(Data section Opens)
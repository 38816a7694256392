pub mod algorithms;
pub mod config;
pub mod error;
pub mod models;
pub mod services;
pub mod utils;

pub use config::Config;
pub use error::{PredictionImpossible, RecommendError};
pub use models::*;

use anyhow::Result;
use parking_lot::RwLock;
use services::recommendation::RecommendationService;
use std::sync::Arc;
use tracing::info;

#[derive(Clone)]
pub struct AppState {
    pub config: Arc<Config>,
    recommendation_service: Arc<RwLock<Arc<RecommendationService>>>,
}

impl AppState {
    pub fn new(config: Config) -> Result<Self> {
        config.validate()?;
        let service = RecommendationService::load(&config)?;

        Ok(Self::with_service(config, service))
    }

    pub fn with_service(config: Config, service: RecommendationService) -> Self {
        Self {
            config: Arc::new(config),
            recommendation_service: Arc::new(RwLock::new(Arc::new(service))),
        }
    }

    /// The currently published model. Callers keep using the returned
    /// snapshot even if a refit swaps in a newer one meanwhile.
    pub fn recommendation_service(&self) -> Arc<RecommendationService> {
        self.recommendation_service.read().clone()
    }

    /// Reloads catalog and ratings and fits a fresh model off the async
    /// runtime. The old model keeps serving until the new one is complete.
    pub async fn refit(&self) -> Result<()> {
        let config = self.config.clone();
        let service = tokio::task::spawn_blocking(move || RecommendationService::load(&config)).await??;

        *self.recommendation_service.write() = Arc::new(service);
        info!("Published refitted recommendation model");
        Ok(())
    }
}

pub fn init_tracing() {
    tracing_subscriber::fmt()
        .with_env_filter(tracing_subscriber::EnvFilter::from_default_env())
        .init();
}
(Data section Closes)
What to produce ▸ Please transcribe, exactly and with nothing added, the lines from the first line of the material above through the line that contains "config.validate()?;".

Solution to this task ▸
repository 38816a7694256392
pub mod algorithms;
pub mod config;
pub mod error;
pub mod models;
pub mod services;
pub mod utils;

pub use config::Config;
pub use error::{PredictionImpossible, RecommendError};
pub use models::*;

use anyhow::Result;
use parking_lot::RwLock;
use services::recommendation::RecommendationService;
use std::sync::Arc;
use tracing::info;

#[derive(Clone)]
pub struct AppState {
    pub config: Arc<Config>,
    recommendation_service: Arc<RwLock<Arc<RecommendationService>>>,
}

impl AppState {
    pub fn new(config: Config) -> Result<Self> {
        config.validate()?;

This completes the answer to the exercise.